大津歴博で新収蔵品展 津田三蔵の自筆書簡など

■平成29年6月9日(金) 第17829号

=18日まで=

津田三蔵の自筆書簡

◇大津
 大津市歴史博物館(大津市)は、近代日本をゆるがした大津事件の関連資料370点の寄贈を受け、その一部をミニ企画展「新収蔵品展」で公開している。
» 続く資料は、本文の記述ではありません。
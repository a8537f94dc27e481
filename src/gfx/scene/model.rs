use std::sync::{Arc, OnceLock};

use wgpu::util::DeviceExt;

use super::{loader::LoadError, vertex::Vertex3D};
use crate::gfx::resources::material::Material;

/// Indexed triangle mesh, immutable once built.
#[derive(Debug, Clone)]
pub struct Mesh {
    vertices: Vec<Vertex3D>,
    indices: Vec<u32>,
}

impl Mesh {
    /// Builds a mesh, checking that the indices describe whole triangles
    /// that all reference existing vertices.
    pub fn new(vertices: Vec<Vertex3D>, indices: Vec<u32>) -> Result<Self, LoadError> {
        if indices.len() % 3 != 0 {
            return Err(LoadError::InvalidGeometry(format!(
                "index count {} is not a multiple of 3",
                indices.len()
            )));
        }
        if let Some(bad) = indices.iter().find(|&&i| i as usize >= vertices.len()) {
            return Err(LoadError::InvalidGeometry(format!(
                "index {} out of range for {} vertices",
                bad,
                vertices.len()
            )));
        }

        Ok(Self { vertices, indices })
    }

    pub fn vertices(&self) -> &[Vertex3D] {
        &self.vertices
    }

    pub fn indices(&self) -> &[u32] {
        &self.indices
    }

    pub fn index_count(&self) -> u32 {
        self.indices.len() as u32
    }

    pub fn triangle_count(&self) -> usize {
        self.indices.len() / 3
    }

    // Smooth normals for meshes whose file did not provide any
    pub fn calculate_normals(positions: &[[f32; 3]], indices: &[u32]) -> Vec<[f32; 3]> {
        let mut normals = vec![[0.0f32; 3]; positions.len()];

        for triangle in indices.chunks_exact(3) {
            let (i0, i1, i2) = (
                triangle[0] as usize,
                triangle[1] as usize,
                triangle[2] as usize,
            );
            if i0 >= positions.len() || i1 >= positions.len() || i2 >= positions.len() {
                continue;
            }
            let (v0, v1, v2) = (positions[i0], positions[i1], positions[i2]);

            let edge1 = [v1[0] - v0[0], v1[1] - v0[1], v1[2] - v0[2]];
            let edge2 = [v2[0] - v0[0], v2[1] - v0[1], v2[2] - v0[2]];

            // Unnormalized, so larger faces weigh more
            let face_normal = [
                edge1[1] * edge2[2] - edge1[2] * edge2[1],
                edge1[2] * edge2[0] - edge1[0] * edge2[2],
                edge1[0] * edge2[1] - edge1[1] * edge2[0],
            ];

            for vertex_idx in [i0, i1, i2] {
                for axis in 0..3 {
                    normals[vertex_idx][axis] += face_normal[axis];
                }
            }
        }

        for normal in &mut normals {
            let length = (normal[0].powi(2) + normal[1].powi(2) + normal[2].powi(2)).sqrt();
            if length > 0.0 {
                for axis in normal.iter_mut() {
                    *axis /= length;
                }
            }
        }

        normals
    }
}

/// Vertex and index buffers for one uploaded mesh
pub struct MeshBuffers {
    pub vertex_buffer: wgpu::Buffer,
    pub index_buffer: wgpu::Buffer,
    pub index_count: u32,
}

/// A mesh paired with a shared material.
///
/// Models are handed to the scene as `Arc<Model>` so one loaded model can
/// be placed several times. GPU buffers are created on first draw.
pub struct Model {
    pub name: String,
    mesh: Mesh,
    material: Arc<Material>,
    gpu: OnceLock<MeshBuffers>,
}

impl std::fmt::Debug for Model {
    fn fmt(&self, f: &mut std::fmt::Formatter<'_>) -> std::fmt::Result {
        f.debug_struct("Model")
            .field("name", &self.name)
            .field("vertices", &self.mesh.vertices.len())
            .field("triangles", &self.mesh.triangle_count())
            .field("material", &self.material.name)
            .finish()
    }
}

impl Model {
    pub fn new(name: &str, mesh: Mesh, material: Arc<Material>) -> Self {
        Self {
            name: name.to_string(),
            mesh,
            material,
            gpu: OnceLock::new(),
        }
    }

    pub fn mesh(&self) -> &Mesh {
        &self.mesh
    }

    pub fn material(&self) -> &Arc<Material> {
        &self.material
    }

    pub fn is_uploaded(&self) -> bool {
        self.gpu.get().is_some()
    }

    /// Returns the mesh buffers, creating them on first use.
    pub fn gpu_buffers(&self, device: &wgpu::Device) -> &MeshBuffers {
        self.gpu.get_or_init(|| {
            log::debug!(
                "creating buffers for '{}': {} vertices, {} indices",
                self.name,
                self.mesh.vertices.len(),
                self.mesh.indices.len()
            );

            let vertex_buffer = device.create_buffer_init(&wgpu::util::BufferInitDescriptor {
                label: Some(&format!("{} Vertex Buffer", self.name)),
                contents: bytemuck::cast_slice(&self.mesh.vertices),
                usage: wgpu::BufferUsages::VERTEX,
            });

            let index_buffer = device.create_buffer_init(&wgpu::util::BufferInitDescriptor {
                label: Some(&format!("{} Index Buffer", self.name)),
                contents: bytemuck::cast_slice(&self.mesh.indices),
                usage: wgpu::BufferUsages::INDEX,
            });

            MeshBuffers {
                vertex_buffer,
                index_buffer,
                index_count: self.mesh.index_count(),
            }
        })
    }
}
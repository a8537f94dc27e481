//! OBJ/MTL model loading
//!
//! Geometry and materials are parsed with `tobj`; diffuse textures are
//! decoded with `image` through the [`MaterialLibrary`] cache. All sub-meshes
//! of a file are merged into a single indexed mesh.

use std::{
    path::{Path, PathBuf},
    sync::Arc,
};

use thiserror::Error;

use super::{
    model::{Mesh, Model},
    vertex::Vertex3D,
};
use crate::gfx::resources::material::{Material, MaterialLibrary};

#[derive(Debug, Error)]
pub enum LoadError {
    #[error("failed to parse {path}: {source}")]
    Obj {
        path: PathBuf,
        #[source]
        source: tobj::LoadError,
    },
    #[error("{path} contains no triangles")]
    NoGeometry { path: PathBuf },
    #[error("invalid geometry: {0}")]
    InvalidGeometry(String),
    #[error("texture file not found: {path}")]
    MissingTexture { path: PathBuf },
    #[error("failed to decode texture {path}: {source}")]
    Texture {
        path: PathBuf,
        #[source]
        source: image::ImageError,
    },
    #[error("invalid texture '{label}': {reason}")]
    InvalidTexture { label: String, reason: String },
}

/// Vertex color used when a sub-mesh has no material.
const DEFAULT_VERTEX_COLOR: [f32; 3] = [1.0, 1.0, 1.0];

/// Loads an OBJ file into a single [`Model`].
///
/// - Polygons are triangulated and every sub-mesh is appended to one mesh.
/// - Vertex colors come from the file when present, otherwise from the
///   sub-mesh material's diffuse color (white without a material).
/// - Missing normals are computed as smooth area-weighted normals.
/// - The model uses the material of the last sub-mesh that names one.
///   Texture paths are resolved relative to the OBJ's directory and a
///   referenced texture that cannot be found fails the load.
pub fn load_model(path: &Path, library: &mut MaterialLibrary) -> Result<Model, LoadError> {
    let (models, materials) = tobj::load_obj(
        path,
        &tobj::LoadOptions {
            triangulate: true,
            single_index: true,
            ..Default::default()
        },
    )
    .map_err(|source| LoadError::Obj {
        path: path.to_path_buf(),
        source,
    })?;

    let materials = materials.unwrap_or_else(|err| {
        log::warn!("no usable MTL for {} ({}), using default material", path.display(), err);
        Vec::new()
    });

    if models.iter().all(|m| m.mesh.indices.is_empty()) {
        return Err(LoadError::NoGeometry {
            path: path.to_path_buf(),
        });
    }

    let mut vertices = Vec::new();
    let mut indices = Vec::new();
    let mut material_id = None;

    for model in &models {
        let mesh = &model.mesh;
        let base = vertices.len() as u32;

        let positions: Vec<[f32; 3]> = mesh
            .positions
            .chunks_exact(3)
            .map(|p| [p[0], p[1], p[2]])
            .collect();

        let normals: Vec<[f32; 3]> = if mesh.normals.len() == mesh.positions.len() {
            mesh.normals.chunks_exact(3).map(|n| [n[0], n[1], n[2]]).collect()
        } else {
            Mesh::calculate_normals(&positions, &mesh.indices)
        };

        let material_color = mesh
            .material_id
            .and_then(|id| materials.get(id))
            .and_then(|mtl| mtl.diffuse)
            .unwrap_or(DEFAULT_VERTEX_COLOR);
        let has_vertex_colors = mesh.vertex_color.len() == mesh.positions.len();

        for (i, position) in positions.iter().enumerate() {
            let color = if has_vertex_colors {
                [
                    mesh.vertex_color[i * 3],
                    mesh.vertex_color[i * 3 + 1],
                    mesh.vertex_color[i * 3 + 2],
                ]
            } else {
                material_color
            };
            let tex_coords = mesh
                .texcoords
                .get(i * 2..i * 2 + 2)
                .map(|t| [t[0], t[1]])
                .unwrap_or([0.0, 0.0]);

            vertices.push(Vertex3D::new(*position, color, normals[i], tex_coords));
        }

        indices.extend(mesh.indices.iter().map(|&index| index + base));

        if mesh.material_id.is_some() {
            material_id = mesh.material_id;
        }
    }

    let mesh = Mesh::new(vertices, indices)?;

    let material = match material_id.and_then(|id| materials.get(id)) {
        Some(mtl) => {
            let base_dir = path.parent().unwrap_or_else(|| Path::new("."));
            let key = format!("{}#{}", path.display(), mtl.name);
            library.get_or_insert_material(&key, |library| {
                material_from_mtl(mtl, base_dir, library)
            })?
        }
        None => library.default_material(),
    };

    let name = path
        .file_stem()
        .map(|stem| stem.to_string_lossy().into_owned())
        .unwrap_or_else(|| path.display().to_string());

    log::info!(
        "loaded model {} ({} vertices, {} indices, material '{}'{})",
        path.display(),
        mesh.vertices().len(),
        mesh.indices().len(),
        material.name,
        if material.uses_texture() { ", textured" } else { "" }
    );

    Ok(Model::new(&name, mesh, material))
}

fn material_from_mtl(
    mtl: &tobj::Material,
    base_dir: &Path,
    library: &mut MaterialLibrary,
) -> Result<Material, LoadError> {
    let defaults = Material::new(&mtl.name);
    let [ar, ag, ab] = mtl.ambient.unwrap_or(defaults.ambient);
    let [dr, dg, db] = mtl.diffuse.unwrap_or(defaults.diffuse);
    let [sr, sg, sb] = mtl.specular.unwrap_or(defaults.specular);

    let mut material = Material::new(&mtl.name)
        .with_ambient(ar, ag, ab)
        .with_diffuse(dr, dg, db)
        .with_specular(sr, sg, sb)
        .with_shininess(mtl.shininess.unwrap_or(defaults.shininess()));

    if let Some(texture) = mtl.diffuse_texture.as_deref().filter(|t| !t.is_empty()) {
        let texture: Arc<_> = library.load_texture(&base_dir.join(texture))?;
        material = material.with_texture(texture);
    }

    Ok(material)
}

#[cfg(test)]
mod tests {
    use super::*;
    use std::fs;

    struct TempDir(PathBuf);

    impl TempDir {
        fn new(name: &str) -> Self {
            let dir = std::env::temp_dir().join(format!("thistle-loader-{}-{}", name, std::process::id()));
            fs::create_dir_all(&dir).unwrap();
            Self(dir)
        }

        fn write(&self, file: &str, contents: &str) -> PathBuf {
            let path = self.0.join(file);
            fs::write(&path, contents).unwrap();
            path
        }
    }

    impl Drop for TempDir {
        fn drop(&mut self) {
            let _ = fs::remove_dir_all(&self.0);
        }
    }

    const QUAD_OBJ: &str = "\
mtllib quad.mtl
v 0 0 0
v 1 0 0
v 1 1 0
v 0 1 0
usemtl red
f 1 2 3 4
";

    #[test]
    fn test_quad_is_triangulated_with_material_colors() {
        let dir = TempDir::new("quad");
        dir.write("quad.mtl", "newmtl red\nKa 0.1 0 0\nKd 1 0 0\nKs 0.5 0.5 0.5\nNs 64\n");
        let path = dir.write("quad.obj", QUAD_OBJ);

        let mut library = MaterialLibrary::new();
        let model = load_model(&path, &mut library).unwrap();

        assert_eq!(model.name, "quad");
        assert_eq!(model.mesh().triangle_count(), 2);
        assert!(model.mesh().vertices().iter().all(|v| v.color == [1.0, 0.0, 0.0]));
        // Computed normals face +z for a CCW quad in the xy plane.
        for vertex in model.mesh().vertices() {
            assert!((vertex.normal[2] - 1.0).abs() < 1e-5);
        }

        let material = model.material();
        assert_eq!(material.name, "red");
        assert_eq!(material.ambient, [0.1, 0.0, 0.0]);
        assert_eq!(material.shininess(), 64.0);
        assert!(!material.uses_texture());

        // Second load shares the cached material.
        let again = load_model(&path, &mut library).unwrap();
        assert!(Arc::ptr_eq(model.material(), again.material()));
    }

    #[test]
    fn test_missing_texture_fails_the_load() {
        let dir = TempDir::new("missing-tex");
        dir.write("quad.mtl", "newmtl red\nKd 1 0 0\nmap_Kd nowhere.png\n");
        let path = dir.write("quad.obj", QUAD_OBJ);

        let mut library = MaterialLibrary::new();
        let result = load_model(&path, &mut library);
        assert!(matches!(result, Err(LoadError::MissingTexture { .. })));
    }

    #[test]
    fn test_without_mtl_uses_default_material_and_white() {
        let dir = TempDir::new("no-mtl");
        let path = dir.write("tri.obj", "v 0 0 0\nv 1 0 0\nv 0 1 0\nf 1 2 3\n");

        let mut library = MaterialLibrary::new();
        let model = load_model(&path, &mut library).unwrap();
        assert!(Arc::ptr_eq(model.material(), &library.default_material()));
        assert!(model.mesh().vertices().iter().all(|v| v.color == DEFAULT_VERTEX_COLOR));
        assert!(model.mesh().vertices().iter().all(|v| v.tex_coords == [0.0, 0.0]));
    }

    #[test]
    fn test_missing_file_is_an_error() {
        let mut library = MaterialLibrary::new();
        let result = load_model(Path::new("no/such/model.obj"), &mut library);
        assert!(matches!(result, Err(LoadError::Obj { .. })));
    }

    #[test]
    fn test_file_without_faces_has_no_geometry() {
        let dir = TempDir::new("empty");
        let path = dir.write("points.obj", "v 0 0 0\nv 1 0 0\n");
        let mut library = MaterialLibrary::new();
        assert!(matches!(
            load_model(&path, &mut library),
            Err(LoadError::NoGeometry { .. })
        ));
    }
}
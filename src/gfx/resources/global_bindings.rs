//! Frame-global uniform bindings
//!
//! Manages the group-0 uniform buffer shared by every draw in a frame:
//! view and projection matrices, the camera's world position and the
//! point light used for Phong shading.

use crate::wgpu_utils::{
    binding_builder::{BindGroupBuilder, BindGroupLayoutBuilder, BindGroupLayoutWithDesc},
    binding_types,
    uniform_buffer::UniformBuffer,
};

/// Point light configuration
#[derive(Copy, Clone, Debug, PartialEq)]
pub struct Light {
    pub position: [f32; 3],
    pub ambient: [f32; 3],
    pub diffuse: [f32; 3],
    pub specular: [f32; 3],
}

impl Default for Light {
    fn default() -> Self {
        Self {
            position: [1.2, 1.0, 2.0],
            ambient: [0.2, 0.2, 0.2],
            diffuse: [0.8, 0.8, 0.8],
            specular: [1.0, 1.0, 1.0],
        }
    }
}

/// Type alias for the frame uniform buffer
pub type GlobalUBO = UniformBuffer;

/// Manages the bind group layout and bind group for frame uniforms
///
/// Bound to slot 0 in the render pipeline.
pub struct GlobalBindings {
    bind_group_layout: BindGroupLayoutWithDesc,
    bind_group: Option<wgpu::BindGroup>,
}

impl GlobalBindings {
    /// Sets up the layout; the bind group is created by `create_bind_group()`.
    pub fn new(device: &wgpu::Device) -> Self {
        let bind_group_layout = BindGroupLayoutBuilder::new()
            .next_binding_rendering(binding_types::uniform()) // Frame uniforms (camera + light)
            .create(device, "Globals Bind Group");

        GlobalBindings {
            bind_group_layout,
            bind_group: None,
        }
    }

    pub fn create_bind_group(&mut self, device: &wgpu::Device, ubo: &GlobalUBO) {
        self.bind_group = Some(
            BindGroupBuilder::new(&self.bind_group_layout)
                .resource(ubo.binding_resource())
                .create(device, "Global Bind Group"),
        );
    }

    pub fn bind_group_layout(&self) -> &wgpu::BindGroupLayout {
        &self.bind_group_layout.layout
    }

    /// Returns the bind group, or `None` before `create_bind_group()`
    pub fn bind_group(&self) -> Option<&wgpu::BindGroup> {
        self.bind_group.as_ref()
    }
}
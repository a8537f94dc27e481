use std::collections::HashSet;

use winit::{
    dpi::{PhysicalPosition, PhysicalSize},
    event::{DeviceEvent, ElementState, KeyEvent, MouseScrollDelta, WindowEvent},
    keyboard::{KeyCode, PhysicalKey},
};

use super::camera_utils::CameraMovement;

/// Pixels treated as one scroll "line" for touchpads reporting pixel deltas.
const PIXELS_PER_SCROLL_LINE: f32 = 20.0;

/// Everything the frame loop needs from one round of input polling.
#[derive(Debug, Clone, Default, PartialEq)]
pub struct FrameInput {
    /// Directions held down this frame.
    pub movements: Vec<CameraMovement>,
    /// Speed boost (Shift) held.
    pub boost: bool,
    /// Accumulated mouse motion since the last poll; positive y looks up.
    pub look_delta: (f32, f32),
    /// Accumulated scroll lines since the last poll; positive zooms in.
    pub scroll: f32,
    /// Latest viewport size if the window was resized since the last poll.
    pub resized: Option<(u32, u32)>,
    /// Window close or ESC observed.
    pub close_requested: bool,
}

/// Accumulates winit events between frames.
///
/// Held keys persist across polls; deltas, resize and scroll are drained by
/// [`InputState::poll`]. Raw mouse motion is ignored while the window is
/// unfocused.
#[derive(Debug, Default)]
pub struct InputState {
    unfocused: bool,
    held: HashSet<CameraMovement>,
    boost: bool,
    look_delta: (f64, f64),
    scroll: f32,
    resized: Option<(u32, u32)>,
    close_requested: bool,
}

impl InputState {
    pub fn new() -> Self {
        Self::default()
    }

    pub fn process_window_event(&mut self, event: &WindowEvent) {
        match event {
            WindowEvent::KeyboardInput {
                event:
                    KeyEvent {
                        physical_key: PhysicalKey::Code(key_code),
                        state,
                        ..
                    },
                ..
            } => self.process_key(*key_code, *state),
            WindowEvent::MouseWheel { delta, .. } => {
                let lines = match delta {
                    MouseScrollDelta::LineDelta(_, scroll) => *scroll,
                    MouseScrollDelta::PixelDelta(PhysicalPosition { y: scroll, .. }) => {
                        *scroll as f32 / PIXELS_PER_SCROLL_LINE
                    }
                };
                self.process_scroll(lines);
            }
            WindowEvent::Resized(PhysicalSize { width, height }) => {
                self.resized = Some((*width, *height));
            }
            WindowEvent::CloseRequested => {
                self.close_requested = true;
            }
            WindowEvent::Focused(true) => self.unfocused = false,
            WindowEvent::Focused(false) => {
                // Key releases are lost while unfocused.
                self.unfocused = true;
                self.held.clear();
                self.boost = false;
                self.look_delta = (0.0, 0.0);
            }
            _ => (),
        }
    }

    pub fn process_device_event(&mut self, event: &DeviceEvent) {
        // Device events arrive regardless of which window has focus.
        match event {
            DeviceEvent::MouseMotion { delta } if !self.unfocused => {
                self.process_mouse_motion(delta.0, delta.1)
            }
            _ => (),
        }
    }

    pub fn process_key(&mut self, key_code: KeyCode, state: ElementState) {
        let pressed = state == ElementState::Pressed;

        let movement = match key_code {
            KeyCode::KeyW => Some(CameraMovement::Forward),
            KeyCode::KeyS => Some(CameraMovement::Backward),
            KeyCode::KeyA => Some(CameraMovement::Left),
            KeyCode::KeyD => Some(CameraMovement::Right),
            KeyCode::KeyE | KeyCode::Space => Some(CameraMovement::Up),
            KeyCode::KeyQ | KeyCode::ControlLeft => Some(CameraMovement::Down),
            KeyCode::ShiftLeft | KeyCode::ShiftRight => {
                self.boost = pressed;
                None
            }
            KeyCode::Escape => {
                if pressed {
                    self.close_requested = true;
                }
                None
            }
            _ => None,
        };

        if let Some(movement) = movement {
            if pressed {
                self.held.insert(movement);
            } else {
                self.held.remove(&movement);
            }
        }
    }

    /// Raw device motion; screen y grows downward so it is inverted here.
    pub fn process_mouse_motion(&mut self, delta_x: f64, delta_y: f64) {
        self.look_delta.0 += delta_x;
        self.look_delta.1 -= delta_y;
    }

    pub fn process_scroll(&mut self, lines: f32) {
        self.scroll += lines;
    }

    pub fn close_requested(&self) -> bool {
        self.close_requested
    }

    /// Drains accumulated input into a [`FrameInput`].
    pub fn poll(&mut self) -> FrameInput {
        let movements = CameraMovement::ALL
            .iter()
            .copied()
            .filter(|movement| self.held.contains(movement))
            .collect();

        let look_delta = std::mem::take(&mut self.look_delta);

        FrameInput {
            movements,
            boost: self.boost,
            look_delta: (look_delta.0 as f32, look_delta.1 as f32),
            scroll: std::mem::take(&mut self.scroll),
            resized: self.resized.take(),
            close_requested: self.close_requested,
        }
    }
}

#[cfg(test)]
mod tests {
    use super::*;

    #[test]
    fn test_held_keys_persist_and_deltas_drain() {
        let mut input = InputState::new();
        input.process_key(KeyCode::KeyW, ElementState::Pressed);
        input.process_key(KeyCode::KeyD, ElementState::Pressed);
        input.process_mouse_motion(4.0, 2.0);
        input.process_mouse_motion(1.0, 1.0);
        input.process_scroll(1.5);

        let first = input.poll();
        assert_eq!(
            first.movements,
            vec![CameraMovement::Forward, CameraMovement::Right]
        );
        assert_eq!(first.look_delta, (5.0, -3.0));
        assert_eq!(first.scroll, 1.5);

        let second = input.poll();
        assert_eq!(second.movements.len(), 2);
        assert_eq!(second.look_delta, (0.0, 0.0));
        assert_eq!(second.scroll, 0.0);

        input.process_key(KeyCode::KeyW, ElementState::Released);
        assert_eq!(input.poll().movements, vec![CameraMovement::Right]);
    }

    #[test]
    fn test_shift_sets_boost() {
        let mut input = InputState::new();
        input.process_key(KeyCode::ShiftLeft, ElementState::Pressed);
        assert!(input.poll().boost);
        input.process_key(KeyCode::ShiftLeft, ElementState::Released);
        assert!(!input.poll().boost);
    }

    #[test]
    fn test_escape_and_close_request_termination() {
        let mut input = InputState::new();
        assert!(!input.poll().close_requested);
        input.process_key(KeyCode::Escape, ElementState::Pressed);
        assert!(input.poll().close_requested);

        let mut input = InputState::new();
        input.process_window_event(&WindowEvent::CloseRequested);
        assert!(input.close_requested());
    }

    #[test]
    fn test_resize_is_reported_once() {
        let mut input = InputState::new();
        input.process_window_event(&WindowEvent::Resized(PhysicalSize::new(640, 480)));
        input.process_window_event(&WindowEvent::Resized(PhysicalSize::new(800, 600)));
        assert_eq!(input.poll().resized, Some((800, 600)));
        assert_eq!(input.poll().resized, None);
    }

    #[test]
    fn test_focus_loss_releases_keys() {
        let mut input = InputState::new();
        input.process_key(KeyCode::KeyS, ElementState::Pressed);
        input.process_window_event(&WindowEvent::Focused(false));
        assert!(input.poll().movements.is_empty());
    }

    #[test]
    fn test_mouse_motion_is_ignored_while_unfocused() {
        let motion = DeviceEvent::MouseMotion { delta: (3.0, 4.0) };
        let mut input = InputState::new();
        input.process_device_event(&motion);
        assert_eq!(input.poll().look_delta, (3.0, -4.0));

        input.process_window_event(&WindowEvent::Focused(false));
        input.process_device_event(&motion);
        assert_eq!(input.poll().look_delta, (0.0, 0.0));

        input.process_window_event(&WindowEvent::Focused(true));
        input.process_device_event(&motion);
        assert_eq!(input.poll().look_delta, (3.0, -4.0));
    }
}
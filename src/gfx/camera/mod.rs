pub mod camera_controller;
pub mod camera_utils;
pub mod fps_camera;

// Re-export main types
pub use camera_controller::{FrameInput, InputState};
pub use camera_utils::{Camera, CameraMovement};
pub use fps_camera::FpsCamera;
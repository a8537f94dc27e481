//! Thistle
//!
//! A minimal real-time 3D model viewer built on wgpu and winit: a
//! first-person camera, Phong lighting with per-object materials, and an
//! ordered scene of OBJ models rendered once per frame.

pub mod app;
pub mod config;
pub mod gfx;
pub mod logging;
pub mod performance;
pub mod wgpu_utils;

// Re-export main types for convenience
pub use app::App;
pub use config::AppConfig;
樋爪修館長は「大津事件の資料をこれだけまとめて収蔵するのは全国的にもないのではないか」と話している。
 大津事件は1891年(明治24)、当時の列強国ロシアの皇太子ニコライが来日、大津遊覧中の5月11日、沿道を警備していた巡査、津田三蔵(1855―1891)に斬りつけられ、負傷したもの。
 三蔵は伊賀上野藩出身の士族で、西南戦争の従軍後、多くの士族の若者がそうであったように巡査に志願する。巡査時代の慰労金や賞金に関する書状からは、三蔵の勤勉な仕事ぶりが感じられる。一方で、多忙な三蔵に代わって、長女の葬儀を営んだ義弟への感謝の自筆書簡が残っており、「多忙を極めた巡査時代は、先行きのみえなさに落ち込んでいたようだ」とも。
 樋爪氏は「大津事件で三蔵個人に関する研究はほとんどない。このため史料を見直すことで三蔵の人生を系統的に追うことで、明治を生きた士族の若者の人生に光を当てたい」と話している。
 会場ではこのほか、昨年度の新収蔵品として、大津ゆかりの貴重な美術作品や古文書・歴史資料などが紹介されている。月曜休館。同博物館(TEL077―521―2100)。